The possibilities offered by its applications are of immense value, so limiting it only to the field of sensor systems is very simplistic and restricts too much the combination options that its components allow (sensors, data, computation and algorithms). In the era of big data , we tend to forget where information comes from, from wearables or wearable technology to environmental sensors and their interactions with other elements.
The same concepts that drive IoT – this is how I teach students in the MIT Professional Education program, Beyond IoT: Sensory Intelligence and Smart Technologies – can be applied much more broadly and deeply than most people think.
To understand how the IoT can benefit companies and have a broader and more accurate perspective on how to implement this technology , it is important that we first know its basic pillars. Let’s say that, in essence, Internet of Things Applications are characterized by the convergence of remote sensing, computing and communication with the aim of facilitating the following tasks:
- Get (or ‘detect’) data in the environment
- Preprocess data locally
- Transmit data to servers
- Combine data from various types of sensors
- Process signals both locally and in the cloud
- Draw inferences and provide details about data using computational techniques such as machine learning
- Make decisions and carry out control actions in the environment
When we envision these principles in practice, we tend to think of “traditional” use cases such as passive environmental monitoring processes: a sensor collects information on air or water quality, this data is pre-processed
locally and broadcast to a central location; then it is used as a basis for making decisions (often with the help of machine learning tools ).
But it doesn’t take much imagination to apply these concepts and processes to more complex computational problems. And it is in these cases where we can see the true potential of the applications of this technology, this is what we mean by ‘Beyond IoT’ (beyond the IoT).
Although it is not yet commercially available, my lab at MIT recently validated the first non-contact ultrasound technique. A pulsed laser illuminates a person’s body, generating small amounts of local heat that create sound waves that propagate and return to the surface of the body, where they meet another laser. The imaging algorithms then create a non-contact ultrasound.
Although the result is similar to a traditional contact ultrasound, both the patient experience and the computing requirements are quite different. Unlike traditional ultrasound, the non-contact system ‘intuits’ the patient’s silhouette through computation , before it can construct an image.
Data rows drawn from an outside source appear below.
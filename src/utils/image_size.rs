// SPDX-License-Identifier: MIT
// SPDX-FileCopyrightText: 2025 Alexander Minges

//! Image dimension probing and aspect-preserving scaling.

use std::path::Path;

use anyhow::{Context, Result};

use super::density::{DensityProvider, dp_to_px};

/// Width and height in pixels.
#[derive(Clone, Copy, Debug, Default, PartialEq, Eq)]
pub struct ImageSize {
    pub width: u32,
    pub height: u32,
}

impl ImageSize {
    pub fn new(width: u32, height: u32) -> Self {
        Self { width, height }
    }
}

/// Read the pixel dimensions of an image file without decoding its pixels.
///
/// # Errors
///
/// Returns an error when the file cannot be opened or its header is not a
/// supported image format.
pub fn image_size(path: &Path) -> Result<ImageSize> {
    let (width, height) = image::image_dimensions(path)
        .with_context(|| format!("Failed to read image dimensions: {:?}", path))?;
    Ok(ImageSize { width, height })
}

/// Scale `input` to a fixed width given in DPs, keeping the aspect ratio.
///
/// Both results are truncated to whole pixels. A zero-width input has no
/// meaningful ratio and maps to a zero height.
pub fn scale_to_width<D>(input: ImageSize, width_dp: f32, density: &D) -> ImageSize
where
    D: DensityProvider + ?Sized,
{
    let width_px = dp_to_px(density, width_dp);
    let height = if input.width == 0 {
        0
    } else {
        (input.height as f32 * width_px / input.width as f32) as u32
    };
    ImageSize {
        width: width_px as u32,
        height,
    }
}

/// Probe `path` and scale its dimensions to a fixed width in DPs.
///
/// # Errors
///
/// Propagates failures from [`image_size`].
pub fn scale_file_to_width<D>(path: &Path, width_dp: f32, density: &D) -> Result<ImageSize>
where
    D: DensityProvider + ?Sized,
{
    Ok(scale_to_width(image_size(path)?, width_dp, density))
}

#[cfg(test)]
mod tests {
    use std::fs;

    use image::{ImageBuffer, Rgba};
    use tempfile::TempDir;

    use super::{ImageSize, image_size, scale_file_to_width, scale_to_width};
    use crate::utils::density::Density;

    // Non-square input guards against reporting the width twice.
    #[test]
    fn image_size_reports_true_width_and_height() {
        let tmp = TempDir::new().unwrap();
        let path = tmp.path().join("wide.png");
        let img: ImageBuffer<Rgba<u8>, Vec<u8>> =
            ImageBuffer::from_pixel(40, 10, Rgba([10, 20, 30, 255]));
        img.save(&path).expect("png saved");

        assert_eq!(image_size(&path).unwrap(), ImageSize::new(40, 10));
    }

    #[test]
    fn image_size_errors_on_non_image() {
        let tmp = TempDir::new().unwrap();
        let path = tmp.path().join("notes.png");
        fs::write(&path, b"not an image").unwrap();

        assert!(image_size(&path).is_err());
    }

    #[test]
    fn scale_to_width_keeps_aspect_ratio() {
        let scaled = scale_to_width(ImageSize::new(200, 100), 100.0, &Density(2.0));
        assert_eq!(scaled, ImageSize::new(200, 100));

        let scaled = scale_to_width(ImageSize::new(300, 400), 90.0, &Density(1.0));
        assert_eq!(scaled, ImageSize::new(90, 120));
    }

    #[test]
    fn scale_to_width_truncates_fractional_pixels() {
        let scaled = scale_to_width(ImageSize::new(3, 1), 10.0, &Density(1.0));
        assert_eq!(scaled, ImageSize::new(10, 3));
    }

    #[test]
    fn scale_to_width_handles_zero_width_input() {
        let scaled = scale_to_width(ImageSize::new(0, 50), 10.0, &Density(1.0));
        assert_eq!(scaled, ImageSize::new(10, 0));
    }

    #[test]
    fn scale_file_to_width_probes_then_scales() {
        let tmp = TempDir::new().unwrap();
        let path = tmp.path().join("tall.png");
        let img: ImageBuffer<Rgba<u8>, Vec<u8>> =
            ImageBuffer::from_pixel(10, 20, Rgba([0, 0, 0, 255]));
        img.save(&path).unwrap();

        let scaled = scale_file_to_width(&path, 50.0, &Density(2.0)).unwrap();

        assert_eq!(scaled, ImageSize::new(100, 200));
    }
}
This technology offers multiple applications: for example, in surgeries in patients with burns and other settings where inserting a probe is not the most convenient option.
We would never have thought that such a system would be an Internet of Things Applications, and yet it is, since it collects data, transmits it to a processor and uses complex algorithms to facilitate real-time analysis and facilitate the corresponding decision-making. It is a great example of how this technology can be transferred to other environments
The use of sensors to monitor air or water quality is one of the most classic applications. But by applying sensing, computing, and communication processes more broadly, researchers can gain a sharper and more accurate view of the environment .
For example, instead of using environmental sensors only locally, Internet of Things Applications enables an environmental company to use satellite imagery to determine the amount of light that is reflected off large bodies of water. Of course, you can also get direct information on water quality by taking samples and looking at them under a microscope.
By connecting all the information collected by both means, it is possible to get a more reliable idea than what a simple IoT solution would offer. Therefore, we see that what is truly important is not the IoT sensors (things from the internet of things, to put it colloquially), but the data, which can be mixed and matched in various ways.
Much progress has been made in the use of connected sensors and IoT systems applied to predictive maintenance tasks in production plants. This is an area known as smart manufacturing or ‘intelligent manufacturing’. Using IoT to monitor systems for signs of wear helps companies in the manufacturing sector extend the life of their machinery and prevent costly problems and unanticipated irregular breakdowns.
The main drawback is that not all components of each machine can be controlled directly. Take the example of a blade for cutting plastic packaging material. Over time, it will wear out and won’t cut as cleanly.
There is no direct way to know precisely how sharp the blade is or how clean the cuts are. However, we can collect the data of the process, such as power or cutting speed, and thus detect small changes and appreciate the signs of deterioration. It is one of the many alternatives based on those IoT principles that provide new value when adapted to another context.